Dell Wyse 3040 as a WireGuard Router
I recently purchased a Dell Wyse 3040 off of eBay for £30. They’re designed to be used as thin clients but make excellent Linux servers in any homelab. Think Raspberry Pi 4 but x86 and in stock!
Specs:
- Quad-core Atom CPU
- 2GB of RAM
- 8/16 GB of eMMC storage
- 1.3W idle
I’m using mine as a WireGuard router
What does this mean? My 3040:
- Runs AdGuard for DNS and DHCP (on a seperate VLAN)
- Routes all traffic via a WireGuard VPN provider
I initially installed and configured OPNsense but WireGuard throughput was limited to around 220Mbps, even with Kernel WireGuard. WireGuard when used with Debian on the Wyse 3040 can hit 850Mbps.

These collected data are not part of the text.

//! The `ParishStore` trait and the synchronous `GraphTx` seam.
//!
//! `ParishStore` is implemented by storage backends (e.g.
//! `parish-store-sqlite`); the HTTP layer depends only on this abstraction.
//! `GraphTx` is the view of one open transaction that the approval engine
//! and the relationship helpers run against, so the engine itself stays free
//! of any database dependency.

use std::future::Future;

use chrono::NaiveDate;

use crate::{
  AsDomainError, Error,
  link::{NewLink, SubmissionLink},
  parishioner::{Household, NewHousehold, NewParishioner, Parishioner},
  review::{Approval, ApprovalRequest},
  submission::{
    NewSubmission, Submission, SubmissionEdits, SubmissionStatus,
  },
};

// ─── Transaction view ────────────────────────────────────────────────────────

/// Reads and writes inside one atomic unit of work. Every method either
/// succeeds or the whole enclosing transaction is rolled back by the caller.
pub trait GraphTx {
  type Error: From<Error>;

  fn submission(&mut self, id: i64) -> Result<Option<Submission>, Self::Error>;

  /// APPROVED submissions whose `pending_spouse_submission_id` is `id`,
  /// oldest first.
  fn approved_waiting_on(
    &mut self,
    id: i64,
  ) -> Result<Vec<Submission>, Self::Error>;

  fn save_submission(&mut self, submission: &Submission)
  -> Result<(), Self::Error>;

  /// Loads a parishioner with its derived godchildren lists filled in.
  fn parishioner(&mut self, id: i64)
  -> Result<Option<Parishioner>, Self::Error>;

  fn insert_parishioner(
    &mut self,
    input: NewParishioner,
  ) -> Result<Parishioner, Self::Error>;

  /// Writes every stored column. Derived lists are ignored.
  fn save_parishioner(
    &mut self,
    parishioner: &Parishioner,
  ) -> Result<(), Self::Error>;

  fn household(&mut self, id: i64) -> Result<Option<Household>, Self::Error>;

  fn insert_household(
    &mut self,
    input: NewHousehold,
  ) -> Result<Household, Self::Error>;

  fn save_household(&mut self, household: &Household)
  -> Result<(), Self::Error>;
}

// ─── Trait ───────────────────────────────────────────────────────────────────

/// Abstraction over a parish store backend.
///
/// Every multi-row write runs in a single transaction. All methods return
/// `Send` futures so the trait can be used behind `axum`.
pub trait ParishStore: Send + Sync {
  type Error: std::error::Error + AsDomainError + Send + Sync + 'static;

  // ── Links ─────────────────────────────────────────────────────────────

  /// Persist a new active link with a fresh random token.
  fn create_link(
    &self,
    input: NewLink,
  ) -> impl Future<Output = Result<SubmissionLink, Self::Error>> + Send + '_;

  /// Returns `None` for an unknown token.
  fn link_by_token<'a>(
    &'a self,
    token: &'a str,
  ) -> impl Future<Output = Result<Option<SubmissionLink>, Self::Error>> + Send + 'a;

  fn link(
    &self,
    id: i64,
  ) -> impl Future<Output = Result<Option<SubmissionLink>, Self::Error>> + Send + '_;

  /// Links created by `creator`, newest first.
  fn links_by_creator<'a>(
    &'a self,
    creator: &'a str,
  ) -> impl Future<Output = Result<Vec<SubmissionLink>, Self::Error>> + Send + 'a;

  fn active_links(
    &self,
  ) -> impl Future<Output = Result<Vec<SubmissionLink>, Self::Error>> + Send + '_;

  /// Increment the access counter for a form view.
  fn record_link_access(
    &self,
    id: i64,
  ) -> impl Future<Output = Result<SubmissionLink, Self::Error>> + Send + '_;

  /// Idempotent.
  fn deactivate_link(
    &self,
    id: i64,
  ) -> impl Future<Output = Result<SubmissionLink, Self::Error>> + Send + '_;

  // ── Submissions ───────────────────────────────────────────────────────

  /// Persist a PENDING submission and bump the link's submission counter in
  /// one transaction. The link status is re-checked inside the transaction;
  /// an unusable link fails with [`Error::LinkUnavailable`].
  fn create_submission(
    &self,
    link_id: i64,
    input: NewSubmission,
  ) -> impl Future<Output = Result<Submission, Self::Error>> + Send + '_;

  fn submission(
    &self,
    id: i64,
  ) -> impl Future<Output = Result<Option<Submission>, Self::Error>> + Send + '_;

  /// Newest first.
  fn submissions_by_status(
    &self,
    status: SubmissionStatus,
  ) -> impl Future<Output = Result<Vec<Submission>, Self::Error>> + Send + '_;

  /// Newest first.
  fn submissions_for_link(
    &self,
    link_id: i64,
  ) -> impl Future<Output = Result<Vec<Submission>, Self::Error>> + Send + '_;

  fn pending_count(
    &self,
  ) -> impl Future<Output = Result<u64, Self::Error>> + Send + '_;

  /// Point a pending submission at an existing parishioner.
  fn assign_target(
    &self,
    id: i64,
    parishioner_id: i64,
  ) -> impl Future<Output = Result<Submission, Self::Error>> + Send + '_;

  /// Run [`crate::review::approve`] inside one transaction.
  fn approve_submission(
    &self,
    id: i64,
    reviewer: String,
    edits: SubmissionEdits,
    request: ApprovalRequest,
  ) -> impl Future<Output = Result<Approval, Self::Error>> + Send + '_;

  /// Run [`crate::review::reject`] inside one transaction.
  fn reject_submission(
    &self,
    id: i64,
    reviewer: String,
    notes: Option<String>,
  ) -> impl Future<Output = Result<Submission, Self::Error>> + Send + '_;

  // ── Parishioners ──────────────────────────────────────────────────────

  fn parishioner(
    &self,
    id: i64,
  ) -> impl Future<Output = Result<Option<Parishioner>, Self::Error>> + Send + '_;

  /// Ordered by last name, then first name.
  fn list_parishioners(
    &self,
  ) -> impl Future<Output = Result<Vec<Parishioner>, Self::Error>> + Send + '_;

  fn list_households(
    &self,
  ) -> impl Future<Output = Result<Vec<Household>, Self::Error>> + Send + '_;

  fn add_parishioner(
    &self,
    input: NewParishioner,
  ) -> impl Future<Output = Result<Parishioner, Self::Error>> + Send + '_;

  fn add_household(
    &self,
    input: NewHousehold,
  ) -> impl Future<Output = Result<Household, Self::Error>> + Send + '_;

  /// Marry two parishioners, first severing any link either has to a third
  /// party. Returns both sides as saved.
  fn marry(
    &self,
    a: i64,
    b: i64,
  ) -> impl Future<Output = Result<(Parishioner, Parishioner), Self::Error>> + Send + '_;

  /// Sever a marriage; both sides become DIVORCED.
  fn divorce(
    &self,
    id: i64,
  ) -> impl Future<Output = Result<(Parishioner, Parishioner), Self::Error>> + Send + '_;

  /// Mark a parishioner departed on `on`; a surviving spouse is widowed.
  fn mark_departed(
    &self,
    id: i64,
    on: NaiveDate,
  ) -> impl Future<Output = Result<Parishioner, Self::Error>> + Send + '_;
}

It turns out configuring Debian as a router is incredibly easy:
- Install Debian following these instructions, I didn’t need to provide the LAN driver at boot, add non-free to sources.list and install
firmware-realtek
once booted.
apt update && apt install firmware-realtek
- Configure your VLAN interface
nano /etc/network/interfaces
auto eth0.109
iface eth0.109 inet static
address 192.168.109.2
netmask 255.255.255.0
service networking restart
- Install Docker
curl -fsSL https://get.docker.com -o get-docker.sh
sh get-docker.sh
- Install Adguard and configure this for encrypted DNS and DHCP
docker run --name adguardhome --network host --restart unless-stopped -v /opt/adguardhome/work:/opt/adguardhome/work -v /opt/adguardhome/conf:/opt/adguardhome/conf -d adguard/adguardhome
-
Install WireGuard and setup your tunnel, be sure to use
AllowedIPs = 0.0.0.0/0
-
Use iptables to force all traffic for our new VLAN out via the WireGuard interface
echo 1 > /proc/sys/net/ipv4/ip_forward
iptables -t nat -A POSTROUTING -o wg0 -j MASQUERADE
iptables -A INPUT -i enp1s0.109 -j ACCEPT
iptables -A INPUT -i wg0 -m state --state ESTABLISHED,RELATED -j ACCEPT
iptables -A OUTPUT -j ACCEPT
apt install iptables-persistent